§ Mr. Llew SmithTo ask the Secretary of State for Defence (1) what recent assessment has been made of persistence in the oceanic environment of chemical weapon agents used in(a) Operation Harness, (b) Operation Ozone and (c) Operation Negation in the Bahamas in the 1940s and 1950s;
(2) what recent assessments have been made by his Department into the persistence in the environment of chemical pathogens used in Operation Cauldron in Scottish waters off Stornaway in 1952 and Operation Hesperus in Scottish waters in 1953.
§ Mr. HanleyThese are matters for the Chemical and Biological Defence Establishment—CBDE—under its framework document. I have asked the chief executive to write to the hon. Member.
Letter from Graham S. Pearson to Mr.

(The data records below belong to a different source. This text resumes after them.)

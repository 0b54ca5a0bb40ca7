//! Fabric connection settings
//!
//! Layered with the `config` crate: built-in defaults, an optional settings
//! file, `FABRIC_*` environment variables, then command-line overrides.

use std::fmt;
use std::path::Path;
use std::time::Duration;

use config::{Config, ConfigBuilder, Environment, File};
use serde::Deserialize;

use fczone_core::{ConfigError, Result, ZoneError};

/// Environment variable prefix, e.g. `FABRIC_ADDRESS`
pub const ENV_PREFIX: &str = "FABRIC";

/// Transport scheme for the fabric REST interface
#[derive(Debug, Clone, Copy, PartialEq, Eq, Deserialize)]
#[serde(rename_all = "lowercase")]
pub enum Scheme {
    Https,
    Http,
}

impl Scheme {
    pub fn as_str(&self) -> &'static str {
        match self {
            Scheme::Https => "https",
            Scheme::Http => "http",
        }
    }
}

/// Immutable fabric settings handed to the orchestrator at construction
#[derive(Clone, Deserialize)]
pub struct FabricSettings {
    #[serde(default)]
    pub address: Option<String>,
    #[serde(default)]
    pub username: Option<String>,
    #[serde(default)]
    pub password: Option<String>,
    pub scheme: Scheme,
    /// Verify the switch certificate (switches commonly ship self-signed ones)
    pub verify_tls: bool,
    pub timeout_secs: u64,
    /// Delay between consecutive destructive calls in batch mode
    pub pacing_ms: u64,
    /// Commit without asking for confirmation
    pub override_confirm: bool,
}

/// Values given on the command line; they win over every other source
#[derive(Debug, Clone, Default)]
pub struct SettingsOverrides {
    pub address: Option<String>,
    pub username: Option<String>,
    pub password: Option<String>,
    pub insecure: bool,
    pub override_confirm: bool,
}

fn settings_error(err: config::ConfigError) -> ZoneError {
    ConfigError::Settings {
        message: err.to_string(),
    }
    .into()
}

impl FabricSettings {
    /// Load settings from defaults, `file`, the environment and `overrides`
    pub fn load(file: Option<&Path>, overrides: &SettingsOverrides) -> Result<Self> {
        let env = Environment::with_prefix(ENV_PREFIX).try_parsing(true);
        Self::build(file, Some(env), overrides)
    }

    fn build(
        file: Option<&Path>,
        env: Option<Environment>,
        overrides: &SettingsOverrides,
    ) -> Result<Self> {
        let mut builder = Self::defaults().map_err(settings_error)?;

        if let Some(path) = file {
            builder = builder.add_source(File::from(path).required(true));
        }
        if let Some(env) = env {
            builder = builder.add_source(env);
        }

        builder = Self::apply_overrides(builder, overrides).map_err(settings_error)?;

        let settings: FabricSettings = builder
            .build()
            .and_then(Config::try_deserialize)
            .map_err(settings_error)?;

        log::debug!("Loaded fabric settings: {:?}", settings);
        Ok(settings)
    }

    fn defaults() -> std::result::Result<ConfigBuilder<config::builder::DefaultState>, config::ConfigError>
    {
        Config::builder()
            .set_default("scheme", "https")?
            .set_default("verify_tls", false)?
            .set_default("timeout_secs", 30_i64)?
            .set_default("pacing_ms", 1100_i64)?
            .set_default("override_confirm", false)
    }

    fn apply_overrides(
        builder: ConfigBuilder<config::builder::DefaultState>,
        overrides: &SettingsOverrides,
    ) -> std::result::Result<ConfigBuilder<config::builder::DefaultState>, config::ConfigError>
    {
        let mut builder = builder
            .set_override_option("address", overrides.address.clone())?
            .set_override_option("username", overrides.username.clone())?
            .set_override_option("password", overrides.password.clone())?;

        if overrides.insecure {
            builder = builder.set_override("scheme", "http")?;
        }
        if overrides.override_confirm {
            builder = builder.set_override("override_confirm", true)?;
        }
        Ok(builder)
    }

    /// REST base URL, `<scheme>://<address>/rest/`
    pub fn base_url(&self) -> Result<String> {
        let address = required(&self.address, "address")?;
        Ok(format!("{}://{}/rest/", self.scheme.as_str(), address))
    }

    /// Username and password for login
    pub fn credentials(&self) -> Result<(&str, &str)> {
        Ok((
            required(&self.username, "username")?,
            required(&self.password, "password")?,
        ))
    }

    pub fn timeout(&self) -> Duration {
        Duration::from_secs(self.timeout_secs)
    }

    pub fn pacing(&self) -> Duration {
        Duration::from_millis(self.pacing_ms)
    }
}

fn required<'a>(value: &'a Option<String>, name: &str) -> Result<&'a str> {
    match value.as_deref() {
        Some(v) if !v.is_empty() => Ok(v),
        _ => Err(ConfigError::Settings {
            message: format!(
                "fabric {} is not set (use --{} or {}_{})",
                name,
                name,
                ENV_PREFIX,
                name.to_uppercase()
            ),
        }
        .into()),
    }
}

impl fmt::Debug for FabricSettings {
    fn fmt(&self, f: &mut fmt::Formatter<'_>) -> fmt::Result {
        f.debug_struct("FabricSettings")
            .field("address", &self.address)
            .field("username", &self.username)
            .field("password", &self.password.as_ref().map(|_| "<redacted>"))
            .field("scheme", &self.scheme)
            .field("verify_tls", &self.verify_tls)
            .field("timeout_secs", &self.timeout_secs)
            .field("pacing_ms", &self.pacing_ms)
            .field("override_confirm", &self.override_confirm)
            .finish()
    }
}
//! Validation report

use serde::Serialize;

use fczone_core::{Result, ValidationError};

use crate::checks::{CheckKind, CheckOutcome};

/// Outcome of one executed check
#[derive(Debug, Clone, PartialEq, Eq, Serialize)]
pub struct CheckResult {
    pub kind: CheckKind,
    pub outcome: CheckOutcome,
}

impl CheckResult {
    pub fn passed(&self) -> bool {
        self.outcome.passed()
    }
}

#[derive(Debug, Clone, PartialEq, Eq, Serialize)]
pub enum Verdict {
    /// Safe to proceed; carries the aliases behind the requested WWNs
    Accepted { aliases: Vec<String> },
    Rejected,
}

/// A requested WWN with the aliases referencing it, in encounter order
#[derive(Debug, Clone, PartialEq, Eq, Serialize)]
pub struct WwnTranslation {
    pub wwn: String,
    pub aliases: Vec<String>,
}

/// Everything the operator needs to read before confirming a deletion.
///
/// All listings are sorted.
#[derive(Debug, Clone, PartialEq, Eq, Serialize)]
pub struct ValidationReport {
    pub active_zones: Vec<String>,
    pub zones_to_delete: Vec<String>,
    pub active_wwns: Vec<String>,
    pub wwns_to_delete: Vec<String>,
    /// Checks that actually ran, in order
    pub checks: Vec<CheckResult>,
    /// Check that stopped the run, if any
    pub aborted_at: Option<CheckKind>,
    pub verdict: Verdict,
    /// Requested WWNs that have at least one alias
    pub translations: Vec<WwnTranslation>,
    /// Requested WWNs referenced by more than one alias
    pub ambiguous: Vec<WwnTranslation>,
}

impl ValidationReport {
    pub fn is_accepted(&self) -> bool {
        matches!(self.verdict, Verdict::Accepted { .. })
    }

    pub fn short_circuited(&self) -> bool {
        self.aborted_at.is_some()
    }

    pub fn check(&self, kind: CheckKind) -> Option<&CheckResult> {
        self.checks.iter().find(|c| c.kind == kind)
    }

    /// Total number of offending items across failed checks
    pub fn problems(&self) -> usize {
        self.checks.iter().map(|c| c.outcome.offenders().len()).sum()
    }

    /// Aliases to delete when accepted, else `ValidationError::Rejected`
    pub fn accepted_aliases(&self) -> Result<&[String]> {
        match &self.verdict {
            Verdict::Accepted { aliases } => Ok(aliases.as_slice()),
            Verdict::Rejected => Err(ValidationError::Rejected {
                problems: self.problems(),
            }
            .into()),
        }
    }

    /// Fails with `ValidationError::AmbiguousAlias` when a requested WWN has
    /// more than one alias
    pub fn ensure_unambiguous(&self) -> Result<()> {
        if self.ambiguous.is_empty() {
            return Ok(());
        }
        Err(ValidationError::AmbiguousAlias {
            wwns: self.ambiguous.iter().map(|t| t.wwn.clone()).collect(),
        }
        .into())
    }
}
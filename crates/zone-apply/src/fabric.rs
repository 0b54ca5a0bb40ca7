//! Fabric zoning service interface

use std::fmt;

use async_trait::async_trait;
use serde_json::Value;

use fczone_config::FabricSettings;
use fczone_core::{ObjectKind, Result};

/// Login credentials for the fabric
#[derive(Clone)]
pub struct Credentials {
    pub username: String,
    pub password: String,
}

impl Credentials {
    pub fn new(username: impl Into<String>, password: impl Into<String>) -> Self {
        Self {
            username: username.into(),
            password: password.into(),
        }
    }

    pub fn from_settings(settings: &FabricSettings) -> Result<Self> {
        let (username, password) = settings.credentials()?;
        Ok(Self::new(username, password))
    }
}

impl fmt::Debug for Credentials {
    fn fmt(&self, f: &mut fmt::Formatter<'_>) -> fmt::Result {
        f.debug_struct("Credentials")
            .field("username", &self.username)
            .field("password", &"<redacted>")
            .finish()
    }
}

/// Authenticated session handle
#[derive(Clone, PartialEq, Eq)]
pub struct SessionToken(String);

impl SessionToken {
    pub fn new(key: impl Into<String>) -> Self {
        Self(key.into())
    }

    pub fn as_str(&self) -> &str {
        &self.0
    }
}

impl fmt::Debug for SessionToken {
    fn fmt(&self, f: &mut fmt::Formatter<'_>) -> fmt::Result {
        f.write_str("SessionToken(<redacted>)")
    }
}

/// Terminal state of a delete call
#[derive(Debug, Clone, Copy, PartialEq, Eq)]
pub enum DeleteOutcome {
    Deleted,
    /// The object was already absent
    NotFound,
}

/// Remote zoning operations. Configuration documents are returned with their
/// `"Response"` envelope removed.
#[cfg_attr(test, mockall::automock)]
#[async_trait]
pub trait FabricZoningService: Send + Sync {
    async fn authenticate(&self, credentials: &Credentials) -> Result<SessionToken>;

    async fn fetch_defined_configuration(&self, session: &SessionToken) -> Result<Value>;

    async fn fetch_effective_configuration(&self, session: &SessionToken) -> Result<Value>;

    async fn delete_object(
        &self,
        session: &SessionToken,
        kind: ObjectKind,
        name: &str,
    ) -> Result<DeleteOutcome>;

    async fn create_object(
        &self,
        session: &SessionToken,
        kind: ObjectKind,
        name: &str,
        payload: &Value,
    ) -> Result<()>;

    async fn commit(&self, session: &SessionToken, checksum: &str) -> Result<()>;

    async fn release(&self, session: &SessionToken) -> Result<()>;
}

Llew Smith, dated 9 February 1994:
359WParliamentary Questions 26 and 519, Order Papers 2 and 3 February 1994
1. Your Parliamentary Questions to the Secretary of State for Defence asking what assessment has been made of the persistence in the environment of the biological agents used in Operations HARNESS, OZONE and NEGATION in the Bahamas in the 1940s and 1950s and in Operations CAULDRON and HESPERUS in the Scottish waters in 1952 and 1953 have been passed to me to reply as Chief Executive of the Chemical and Biological Defence Establishment.
2. The biological agents in these trials were disseminated from point sources either instantaneously or for a few minutes. As soon as the agents began their down-wind travel as an aerosol, the living microorganisms started to die naturally as a result of exposure to such factors as solar radiation. In addition, the agent would be diluted continuously to an increasing extent in the atmosphere so that the concentration rapidly dropped below one that might present any danger. Finally, gravitational forces would cause agent particles to be deposited on the sea. Any agent particles falling into the sea would be massively diluted as well as killed by the bactericidal and virucidal effects of the sea water.
3. Thus dilution into the atmosphere, deposition of particles into the sea and the progressive decay of the microorganisms with ensuing loss of viability and infectivity meant that the biological agent aerosols have a finite life. In effect, the biological agents ceased to exist after some period of time and distance down-wind.
4. Conditions were selected for these trials and downwind safety areas delineated from which shipping was kept away to ensure that there was no hazard to the public or to the environment.